Saved entries
•••••

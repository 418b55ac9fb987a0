// End-to-end state machine scenarios against the library surface, including
// the review/scoring path over a freshly sampled bank.

use assert_matches::assert_matches;

use proktor::bank::{self, Question, Section, SectionKind, TestType};
use proktor::score::{self, Verdict};
use proktor::session::{Mode, Session, TimingMode};

fn scenario_sections() -> Vec<Section> {
    // One section, three questions, correct indices [1, 0, 2].
    let question = |id: &str, correct: usize| Question {
        context: "ctx".into(),
        prompt: "p".into(),
        options: vec!["a".into(), "b".into(), "c".into(), "d".into()],
        correct,
        id: id.into(),
    };
    vec![Section {
        kind: SectionKind::LogicalReasoning,
        questions: vec![question("s_1", 1), question("s_2", 0), question("s_3", 2)],
    }]
}

#[test]
fn scoring_scenario_matches_the_review_dashboard() {
    let mut session = Session::new();
    session.start(scenario_sections(), TimingMode::Flexible, 60);

    // Select [1, 1, none] and finish.
    session.select_answer(1);
    session.next_question();
    session.select_answer(1);
    session.request_end_test();
    session.confirm();
    assert_matches!(session.mode(), Mode::Review);

    let section = &session.sections()[0];
    assert_eq!(score::section_score(section, session.sheet(), 0), 1);
    assert_eq!(score::section_percent(section, session.sheet(), 0), 33);

    session.toggle_full_review();
    assert_matches!(session.mode(), Mode::FullReview);

    let report = score::full_report(session.sections(), session.sheet());
    let rows = &report[0].rows;
    assert_eq!(rows[0].verdict, Verdict::Correct);
    assert_eq!(rows[1].verdict, Verdict::Incorrect);
    assert_eq!(score::option_letter(rows[1].correct), 'A');
    assert_eq!(rows[2].verdict, Verdict::Skipped);
    assert_eq!(score::option_letter(rows[2].correct), 'C');
}

#[test]
fn full_test_session_runs_all_four_sections() {
    let sections = bank::load_questions(TestType::Full).unwrap();
    assert_eq!(sections.len(), 4);

    let mut session = Session::new();
    session.start(sections, TimingMode::Strict, 3);

    // Let every section expire; the forced prompt advances each time.
    for visited in 0..4 {
        assert_eq!(session.section_idx(), visited);
        assert_matches!(session.mode(), Mode::Running);
        session.on_tick(3_000);
        assert!(session.gate().is_open());
        session.confirm();
    }

    assert_matches!(session.mode(), Mode::Review);
    assert_eq!(session.section_idx(), 0);
    assert_eq!(session.question_idx(), 0);
}

#[test]
fn answers_persist_across_section_advances_and_into_review() {
    let sections = bank::load_questions(TestType::Full).unwrap();
    let first_len = sections[0].len();

    let mut session = Session::new();
    session.start(sections, TimingMode::Flexible, 60);

    session.select_answer(0);
    session.toggle_flag();
    session.request_end_section();
    session.confirm();
    assert_eq!(session.section_idx(), 1);

    session.select_answer(1);
    session.request_end_test();
    session.confirm();

    assert_eq!(session.sheet().get(0, 0).unwrap().selected, Some(0));
    assert!(session.sheet().get(0, 0).unwrap().flagged);
    assert_eq!(session.sheet().get(1, 0).unwrap().selected, Some(1));
    assert_eq!(session.sheet().section(0).len(), first_len, "sheet never resized");
}

#[test]
fn review_walks_every_question_of_every_section() {
    let sections = bank::load_questions(TestType::Full).unwrap();
    let total: usize = sections.iter().map(|s| s.len()).sum();

    let mut session = Session::new();
    session.start(sections, TimingMode::Strict, 60);
    session.request_end_test();
    session.confirm();

    let mut visited = 1;
    loop {
        let before = (session.section_idx(), session.question_idx());
        session.next_question();
        if (session.section_idx(), session.question_idx()) == before {
            break;
        }
        visited += 1;
    }
    assert_eq!(visited, total);

    // And all the way back.
    loop {
        let before = (session.section_idx(), session.question_idx());
        session.prev_question();
        if (session.section_idx(), session.question_idx()) == before {
            break;
        }
    }
    assert_eq!((session.section_idx(), session.question_idx()), (0, 0));
}

#[test]
fn quitting_mid_test_discards_the_sampled_sections() {
    let mut session = Session::new();
    session.start(bank::load_questions(TestType::Rc).unwrap(), TimingMode::Strict, 60);
    session.select_answer(2);

    session.request_quit();
    session.confirm();
    assert_matches!(session.mode(), Mode::Menu);
    assert!(session.sections().is_empty());

    // A new session starts clean.
    session.start(bank::load_questions(TestType::Ar).unwrap(), TimingMode::Strict, 60);
    assert_eq!(session.sheet().get(0, 0).unwrap().selected, None);
}
/// What a confirmed prompt does. The session controller interprets these;
/// the gate itself stores no behavior.
#[derive(Debug, Clone, Copy, PartialEq, Eq)]
pub enum PendingAction {
    AdvanceSection,
    EndTest,
    Quit,
}

#[derive(Debug, Clone)]
pub struct Prompt {
    pub title: String,
    pub message: String,
    pub action: PendingAction,
    /// Forced prompts have no cancellation path: dismissing performs the
    /// affirmative action and the UI renders no cancel control.
    pub forced: bool,
}

/// Single confirmation slot gating irreversible transitions.
///
/// One gate exists per session. Opening while already open overwrites the
/// pending prompt (last writer wins, no queueing). The gate never closes
/// itself; resolution happens by `take`, so closing is part of the caller's
/// confirm/dismiss effect.
#[derive(Debug, Clone, Default)]
pub struct ConfirmationGate {
    prompt: Option<Prompt>,
}

impl ConfirmationGate {
    pub fn open(
        &mut self,
        title: impl Into<String>,
        message: impl Into<String>,
        action: PendingAction,
        forced: bool,
    ) {
        self.prompt = Some(Prompt {
            title: title.into(),
            message: message.into(),
            action,
            forced,
        });
    }

    pub fn is_open(&self) -> bool {
        self.prompt.is_some()
    }

    pub fn current(&self) -> Option<&Prompt> {
        self.prompt.as_ref()
    }

    /// Close the gate, handing the pending prompt to the caller.
    pub fn take(&mut self) -> Option<Prompt> {
        self.prompt.take()
    }
}

#[cfg(test)]
mod tests {
    use super::*;

    #[test]
    fn starts_closed() {
        let gate = ConfirmationGate::default();
        assert!(!gate.is_open());
        assert!(gate.current().is_none());
    }

    #[test]
    fn open_take_round_trip() {
        let mut gate = ConfirmationGate::default();
        gate.open("Quit Test?", "Progress will be lost.", PendingAction::Quit, false);
        assert!(gate.is_open());

        let prompt = gate.take().unwrap();
        assert_eq!(prompt.title, "Quit Test?");
        assert_eq!(prompt.action, PendingAction::Quit);
        assert!(!prompt.forced);
        assert!(!gate.is_open(), "take closes the gate");
    }

    #[test]
    fn last_writer_wins() {
        let mut gate = ConfirmationGate::default();
        gate.open("End Section Early?", "...", PendingAction::AdvanceSection, false);
        gate.open("Time is Up!", "...", PendingAction::AdvanceSection, true);

        let prompt = gate.take().unwrap();
        assert_eq!(prompt.title, "Time is Up!");
        assert!(prompt.forced);
        assert!(gate.take().is_none(), "no queueing behind the overwrite");
    }
}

•••••

EXERCISE PROMPT
Line count for "rows": count the lines in the records above that contain this word, and write only the number.

RESPONSE AREA
6